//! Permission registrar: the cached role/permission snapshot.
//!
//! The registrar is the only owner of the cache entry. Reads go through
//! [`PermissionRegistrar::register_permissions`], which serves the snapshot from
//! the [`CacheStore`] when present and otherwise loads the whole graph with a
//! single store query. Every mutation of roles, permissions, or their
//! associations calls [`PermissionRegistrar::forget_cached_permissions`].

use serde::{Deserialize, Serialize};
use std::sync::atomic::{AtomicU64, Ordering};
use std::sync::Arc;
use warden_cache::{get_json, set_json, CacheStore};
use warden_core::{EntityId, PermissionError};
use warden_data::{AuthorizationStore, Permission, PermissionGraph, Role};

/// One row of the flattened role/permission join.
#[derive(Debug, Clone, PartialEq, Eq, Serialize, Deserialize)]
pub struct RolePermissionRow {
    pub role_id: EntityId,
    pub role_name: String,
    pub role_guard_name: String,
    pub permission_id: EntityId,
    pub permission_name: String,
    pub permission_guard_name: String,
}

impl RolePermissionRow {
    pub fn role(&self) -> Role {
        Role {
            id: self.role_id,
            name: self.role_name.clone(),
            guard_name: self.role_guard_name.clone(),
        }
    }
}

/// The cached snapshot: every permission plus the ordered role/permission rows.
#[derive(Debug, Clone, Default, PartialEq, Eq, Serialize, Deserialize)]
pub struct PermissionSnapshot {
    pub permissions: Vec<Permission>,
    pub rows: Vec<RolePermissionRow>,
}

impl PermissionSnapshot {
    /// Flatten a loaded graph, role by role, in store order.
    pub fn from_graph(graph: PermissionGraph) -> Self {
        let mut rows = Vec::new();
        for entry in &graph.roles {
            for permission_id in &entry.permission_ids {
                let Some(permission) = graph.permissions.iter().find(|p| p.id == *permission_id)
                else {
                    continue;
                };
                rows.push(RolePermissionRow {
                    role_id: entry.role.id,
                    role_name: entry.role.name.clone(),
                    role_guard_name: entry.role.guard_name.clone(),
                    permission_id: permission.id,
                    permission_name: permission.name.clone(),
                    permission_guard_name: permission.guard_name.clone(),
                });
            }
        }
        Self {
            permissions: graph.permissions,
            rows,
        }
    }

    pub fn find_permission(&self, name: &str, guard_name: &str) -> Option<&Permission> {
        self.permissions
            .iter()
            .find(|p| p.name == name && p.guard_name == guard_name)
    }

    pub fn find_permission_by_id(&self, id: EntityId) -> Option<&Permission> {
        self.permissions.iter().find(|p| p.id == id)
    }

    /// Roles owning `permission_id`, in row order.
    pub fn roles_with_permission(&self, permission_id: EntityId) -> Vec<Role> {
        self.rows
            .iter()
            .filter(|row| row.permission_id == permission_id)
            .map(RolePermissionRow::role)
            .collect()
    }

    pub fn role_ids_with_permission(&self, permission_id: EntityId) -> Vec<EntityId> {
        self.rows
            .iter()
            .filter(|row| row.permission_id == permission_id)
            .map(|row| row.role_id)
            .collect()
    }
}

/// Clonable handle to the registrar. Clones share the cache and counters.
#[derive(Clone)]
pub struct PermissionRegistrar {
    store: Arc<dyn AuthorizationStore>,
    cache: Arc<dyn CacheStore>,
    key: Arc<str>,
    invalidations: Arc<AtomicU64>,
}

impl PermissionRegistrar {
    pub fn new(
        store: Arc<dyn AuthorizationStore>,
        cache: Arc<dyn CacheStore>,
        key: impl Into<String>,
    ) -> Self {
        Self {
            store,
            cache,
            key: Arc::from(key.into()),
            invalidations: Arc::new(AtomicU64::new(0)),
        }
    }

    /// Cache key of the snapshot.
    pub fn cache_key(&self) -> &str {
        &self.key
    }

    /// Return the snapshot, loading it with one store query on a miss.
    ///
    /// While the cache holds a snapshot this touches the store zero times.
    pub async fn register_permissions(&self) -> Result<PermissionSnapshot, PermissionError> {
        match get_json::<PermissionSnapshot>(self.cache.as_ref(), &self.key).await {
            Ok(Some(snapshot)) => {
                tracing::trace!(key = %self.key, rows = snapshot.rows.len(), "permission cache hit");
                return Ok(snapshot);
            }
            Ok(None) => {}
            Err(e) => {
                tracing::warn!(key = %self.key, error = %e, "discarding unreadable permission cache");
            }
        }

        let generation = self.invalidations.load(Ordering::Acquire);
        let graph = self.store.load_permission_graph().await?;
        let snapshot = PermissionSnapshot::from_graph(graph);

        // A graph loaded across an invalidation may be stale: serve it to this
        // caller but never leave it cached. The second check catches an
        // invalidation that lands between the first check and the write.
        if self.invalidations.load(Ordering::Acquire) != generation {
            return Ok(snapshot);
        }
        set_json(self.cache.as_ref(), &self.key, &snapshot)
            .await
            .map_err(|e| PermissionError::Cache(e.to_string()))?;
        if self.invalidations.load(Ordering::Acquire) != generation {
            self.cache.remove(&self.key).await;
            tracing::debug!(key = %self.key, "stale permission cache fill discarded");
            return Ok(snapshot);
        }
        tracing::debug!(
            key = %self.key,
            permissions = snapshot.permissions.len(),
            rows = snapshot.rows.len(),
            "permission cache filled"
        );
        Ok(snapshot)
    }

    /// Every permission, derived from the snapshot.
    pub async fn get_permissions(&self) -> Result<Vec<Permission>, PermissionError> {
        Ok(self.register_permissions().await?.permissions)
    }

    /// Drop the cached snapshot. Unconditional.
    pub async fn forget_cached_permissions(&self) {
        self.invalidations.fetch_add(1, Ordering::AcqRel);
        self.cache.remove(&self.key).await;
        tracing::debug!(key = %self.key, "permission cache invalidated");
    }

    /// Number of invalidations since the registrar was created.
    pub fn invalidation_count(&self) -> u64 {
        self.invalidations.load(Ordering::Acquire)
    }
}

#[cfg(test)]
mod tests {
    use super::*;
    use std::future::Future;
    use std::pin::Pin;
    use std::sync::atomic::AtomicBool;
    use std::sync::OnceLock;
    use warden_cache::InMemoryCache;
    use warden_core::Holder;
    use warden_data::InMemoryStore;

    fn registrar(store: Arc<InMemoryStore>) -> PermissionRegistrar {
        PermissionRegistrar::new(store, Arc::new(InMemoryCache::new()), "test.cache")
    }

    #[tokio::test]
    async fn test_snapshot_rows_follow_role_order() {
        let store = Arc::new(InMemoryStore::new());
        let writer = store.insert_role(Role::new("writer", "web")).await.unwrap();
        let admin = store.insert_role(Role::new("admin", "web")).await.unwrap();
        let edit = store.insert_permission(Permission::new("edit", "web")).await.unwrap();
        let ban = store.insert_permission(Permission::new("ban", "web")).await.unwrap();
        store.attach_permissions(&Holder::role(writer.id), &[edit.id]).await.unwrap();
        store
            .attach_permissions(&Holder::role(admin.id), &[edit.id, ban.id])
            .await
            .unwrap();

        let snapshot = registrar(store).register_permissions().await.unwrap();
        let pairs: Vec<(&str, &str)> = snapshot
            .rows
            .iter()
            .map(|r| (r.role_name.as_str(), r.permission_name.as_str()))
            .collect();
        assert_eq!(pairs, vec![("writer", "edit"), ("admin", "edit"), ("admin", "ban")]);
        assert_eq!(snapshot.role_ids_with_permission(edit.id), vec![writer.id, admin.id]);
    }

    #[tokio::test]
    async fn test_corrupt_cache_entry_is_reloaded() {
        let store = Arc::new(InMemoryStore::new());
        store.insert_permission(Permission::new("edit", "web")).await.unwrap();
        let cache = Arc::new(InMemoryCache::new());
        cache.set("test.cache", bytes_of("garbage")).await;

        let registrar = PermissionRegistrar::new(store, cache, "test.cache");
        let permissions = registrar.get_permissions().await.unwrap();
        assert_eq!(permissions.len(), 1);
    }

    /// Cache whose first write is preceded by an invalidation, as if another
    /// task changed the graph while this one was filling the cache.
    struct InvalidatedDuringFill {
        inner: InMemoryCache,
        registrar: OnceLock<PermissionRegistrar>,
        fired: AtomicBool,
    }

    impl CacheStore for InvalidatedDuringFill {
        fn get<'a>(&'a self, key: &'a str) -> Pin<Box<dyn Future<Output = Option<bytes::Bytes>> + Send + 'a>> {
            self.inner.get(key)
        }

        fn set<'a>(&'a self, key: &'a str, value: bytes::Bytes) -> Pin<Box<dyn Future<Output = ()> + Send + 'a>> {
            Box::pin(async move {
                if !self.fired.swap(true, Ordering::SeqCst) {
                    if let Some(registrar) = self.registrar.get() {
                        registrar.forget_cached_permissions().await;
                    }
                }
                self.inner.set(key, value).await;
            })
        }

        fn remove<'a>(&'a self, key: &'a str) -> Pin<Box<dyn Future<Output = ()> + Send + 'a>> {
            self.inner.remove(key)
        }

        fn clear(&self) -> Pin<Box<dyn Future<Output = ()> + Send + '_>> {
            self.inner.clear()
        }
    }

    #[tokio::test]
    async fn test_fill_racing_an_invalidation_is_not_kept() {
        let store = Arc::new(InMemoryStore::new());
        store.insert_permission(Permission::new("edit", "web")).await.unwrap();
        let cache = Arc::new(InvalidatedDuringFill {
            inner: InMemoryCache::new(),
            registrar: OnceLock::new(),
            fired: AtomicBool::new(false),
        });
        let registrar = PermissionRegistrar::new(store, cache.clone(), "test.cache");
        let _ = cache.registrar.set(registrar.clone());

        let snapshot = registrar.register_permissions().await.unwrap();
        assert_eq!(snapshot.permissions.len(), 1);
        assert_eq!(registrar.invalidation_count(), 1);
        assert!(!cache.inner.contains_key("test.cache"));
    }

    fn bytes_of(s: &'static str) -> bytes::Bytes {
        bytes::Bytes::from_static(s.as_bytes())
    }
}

*****

[PROBLEM]
Go through the data, and copy each line in which the word "Acquire" appears.

[TASK ANSWER]
        let generation = self.invalidations.load(Ordering::Acquire);
        if self.invalidations.load(Ordering::Acquire) != generation {
        if self.invalidations.load(Ordering::Acquire) != generation {
        self.invalidations.load(Ordering::Acquire)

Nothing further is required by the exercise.